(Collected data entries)
□ □ □
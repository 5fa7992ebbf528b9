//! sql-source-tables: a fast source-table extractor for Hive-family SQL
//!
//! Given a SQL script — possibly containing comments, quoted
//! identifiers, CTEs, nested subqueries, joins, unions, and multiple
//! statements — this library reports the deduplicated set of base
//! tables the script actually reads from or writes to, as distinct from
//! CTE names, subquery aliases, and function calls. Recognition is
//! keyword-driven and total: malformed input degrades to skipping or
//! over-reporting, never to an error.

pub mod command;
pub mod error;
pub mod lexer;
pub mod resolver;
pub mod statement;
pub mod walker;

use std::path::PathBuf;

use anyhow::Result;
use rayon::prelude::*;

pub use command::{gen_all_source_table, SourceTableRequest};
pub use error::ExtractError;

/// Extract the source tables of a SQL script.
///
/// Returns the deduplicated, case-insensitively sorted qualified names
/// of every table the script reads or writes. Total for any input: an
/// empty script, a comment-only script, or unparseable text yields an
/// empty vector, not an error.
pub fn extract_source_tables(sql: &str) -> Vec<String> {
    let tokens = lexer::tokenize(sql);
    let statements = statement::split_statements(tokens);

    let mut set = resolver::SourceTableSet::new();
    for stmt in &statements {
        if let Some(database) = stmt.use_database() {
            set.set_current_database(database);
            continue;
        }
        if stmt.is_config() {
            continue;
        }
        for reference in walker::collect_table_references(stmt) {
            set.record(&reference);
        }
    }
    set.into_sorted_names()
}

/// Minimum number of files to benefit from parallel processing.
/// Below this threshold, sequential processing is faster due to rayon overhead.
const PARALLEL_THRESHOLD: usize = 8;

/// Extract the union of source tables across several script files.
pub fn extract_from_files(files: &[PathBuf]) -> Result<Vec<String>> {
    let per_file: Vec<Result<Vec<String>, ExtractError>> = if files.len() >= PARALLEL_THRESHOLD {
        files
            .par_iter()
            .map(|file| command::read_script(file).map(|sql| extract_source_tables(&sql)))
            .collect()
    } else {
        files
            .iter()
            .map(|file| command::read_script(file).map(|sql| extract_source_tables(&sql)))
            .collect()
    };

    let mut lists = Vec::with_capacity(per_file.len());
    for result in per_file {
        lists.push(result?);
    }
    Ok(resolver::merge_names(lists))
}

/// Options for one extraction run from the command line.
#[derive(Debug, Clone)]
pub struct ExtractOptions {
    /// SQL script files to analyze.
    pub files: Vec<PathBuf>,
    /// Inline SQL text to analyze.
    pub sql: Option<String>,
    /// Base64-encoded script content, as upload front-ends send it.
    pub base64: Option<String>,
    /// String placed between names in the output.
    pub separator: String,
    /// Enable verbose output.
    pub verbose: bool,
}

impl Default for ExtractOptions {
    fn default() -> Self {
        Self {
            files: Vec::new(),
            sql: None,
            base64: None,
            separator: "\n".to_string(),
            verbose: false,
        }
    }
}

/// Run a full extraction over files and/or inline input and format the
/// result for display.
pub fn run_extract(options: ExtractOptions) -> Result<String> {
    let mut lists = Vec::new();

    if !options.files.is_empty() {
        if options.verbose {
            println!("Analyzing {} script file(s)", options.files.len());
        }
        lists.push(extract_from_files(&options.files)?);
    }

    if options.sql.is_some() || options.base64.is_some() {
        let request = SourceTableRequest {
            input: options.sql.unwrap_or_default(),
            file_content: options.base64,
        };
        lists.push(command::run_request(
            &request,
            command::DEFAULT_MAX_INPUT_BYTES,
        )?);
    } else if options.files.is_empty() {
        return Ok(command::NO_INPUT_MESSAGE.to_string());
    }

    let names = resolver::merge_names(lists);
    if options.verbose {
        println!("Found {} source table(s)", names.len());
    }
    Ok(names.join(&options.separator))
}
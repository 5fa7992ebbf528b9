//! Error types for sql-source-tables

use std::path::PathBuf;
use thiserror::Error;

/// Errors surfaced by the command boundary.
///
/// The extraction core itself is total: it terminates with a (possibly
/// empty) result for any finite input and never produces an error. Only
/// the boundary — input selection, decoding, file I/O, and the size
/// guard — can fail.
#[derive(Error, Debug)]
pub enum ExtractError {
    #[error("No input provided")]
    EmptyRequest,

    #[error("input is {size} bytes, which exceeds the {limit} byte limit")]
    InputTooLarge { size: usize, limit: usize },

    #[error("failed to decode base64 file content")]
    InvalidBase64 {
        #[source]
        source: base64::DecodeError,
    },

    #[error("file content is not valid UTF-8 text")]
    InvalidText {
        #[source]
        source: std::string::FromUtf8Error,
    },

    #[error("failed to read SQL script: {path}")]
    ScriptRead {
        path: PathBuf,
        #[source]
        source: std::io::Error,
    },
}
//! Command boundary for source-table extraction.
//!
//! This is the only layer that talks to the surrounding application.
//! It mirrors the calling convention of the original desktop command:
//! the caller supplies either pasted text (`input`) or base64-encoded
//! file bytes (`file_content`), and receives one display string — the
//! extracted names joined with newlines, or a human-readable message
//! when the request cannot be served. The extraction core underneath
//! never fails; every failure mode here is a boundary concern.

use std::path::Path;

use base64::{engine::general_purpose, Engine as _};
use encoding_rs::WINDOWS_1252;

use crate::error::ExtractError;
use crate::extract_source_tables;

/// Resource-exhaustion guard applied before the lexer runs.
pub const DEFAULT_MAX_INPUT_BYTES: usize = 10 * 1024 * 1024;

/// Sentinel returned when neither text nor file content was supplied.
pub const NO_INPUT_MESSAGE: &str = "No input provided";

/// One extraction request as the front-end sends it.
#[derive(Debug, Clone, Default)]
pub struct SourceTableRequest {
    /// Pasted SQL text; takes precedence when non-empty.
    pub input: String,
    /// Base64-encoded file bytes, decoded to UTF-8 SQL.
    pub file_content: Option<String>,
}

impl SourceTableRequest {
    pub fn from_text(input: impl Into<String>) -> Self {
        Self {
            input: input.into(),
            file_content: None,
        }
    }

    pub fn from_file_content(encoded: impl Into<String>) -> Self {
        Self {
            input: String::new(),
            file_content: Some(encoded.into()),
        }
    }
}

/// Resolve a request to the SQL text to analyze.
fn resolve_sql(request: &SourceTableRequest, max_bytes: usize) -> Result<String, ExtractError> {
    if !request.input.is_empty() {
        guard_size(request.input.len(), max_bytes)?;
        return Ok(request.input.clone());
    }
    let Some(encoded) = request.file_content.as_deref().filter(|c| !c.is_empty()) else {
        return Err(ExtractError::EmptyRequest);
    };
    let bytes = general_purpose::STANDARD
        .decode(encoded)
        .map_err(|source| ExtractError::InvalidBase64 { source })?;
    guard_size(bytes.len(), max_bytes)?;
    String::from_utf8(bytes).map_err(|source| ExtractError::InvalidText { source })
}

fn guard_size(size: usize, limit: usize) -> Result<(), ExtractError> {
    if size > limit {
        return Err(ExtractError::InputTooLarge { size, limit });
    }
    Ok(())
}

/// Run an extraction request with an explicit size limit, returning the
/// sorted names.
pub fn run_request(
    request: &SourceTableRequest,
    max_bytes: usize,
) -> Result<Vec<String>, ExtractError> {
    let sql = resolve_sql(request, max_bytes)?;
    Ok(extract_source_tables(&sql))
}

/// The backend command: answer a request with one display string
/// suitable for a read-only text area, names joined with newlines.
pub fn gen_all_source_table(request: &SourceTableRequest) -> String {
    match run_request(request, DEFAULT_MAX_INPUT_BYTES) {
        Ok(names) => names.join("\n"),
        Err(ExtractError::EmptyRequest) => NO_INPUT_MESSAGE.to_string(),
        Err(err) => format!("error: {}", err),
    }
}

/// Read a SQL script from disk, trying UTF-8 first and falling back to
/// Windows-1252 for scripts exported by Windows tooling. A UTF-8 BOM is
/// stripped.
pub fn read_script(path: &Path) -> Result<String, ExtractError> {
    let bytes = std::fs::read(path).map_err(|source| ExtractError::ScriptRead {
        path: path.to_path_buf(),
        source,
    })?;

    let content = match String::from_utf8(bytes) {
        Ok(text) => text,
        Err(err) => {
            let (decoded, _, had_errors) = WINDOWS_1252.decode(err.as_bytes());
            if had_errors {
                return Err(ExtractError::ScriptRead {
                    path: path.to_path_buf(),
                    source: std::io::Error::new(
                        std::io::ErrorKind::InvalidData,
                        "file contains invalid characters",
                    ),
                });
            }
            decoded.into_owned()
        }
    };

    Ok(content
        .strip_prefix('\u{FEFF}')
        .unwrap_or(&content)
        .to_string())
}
□ □ □
- WHAT THIS TASK INVOLVES
The answer should contain only the lines from the first line of the entries through the line holding "any input: an", each exactly as written.

- ANSWER TO THIS EXERCISE
repository 5fa7992ebbf528b9
//! sql-source-tables: a fast source-table extractor for Hive-family SQL
//!
//! Given a SQL script — possibly containing comments, quoted
//! identifiers, CTEs, nested subqueries, joins, unions, and multiple
//! statements — this library reports the deduplicated set of base
//! tables the script actually reads from or writes to, as distinct from
//! CTE names, subquery aliases, and function calls. Recognition is
//! keyword-driven and total: malformed input degrades to skipping or
//! over-reporting, never to an error.

pub mod command;
pub mod error;
pub mod lexer;
pub mod resolver;
pub mod statement;
pub mod walker;

use std::path::PathBuf;

use anyhow::Result;
use rayon::prelude::*;

pub use command::{gen_all_source_table, SourceTableRequest};
pub use error::ExtractError;

/// Extract the source tables of a SQL script.
///
/// Returns the deduplicated, case-insensitively sorted qualified names
/// of every table the script reads or writes. Total for any input: an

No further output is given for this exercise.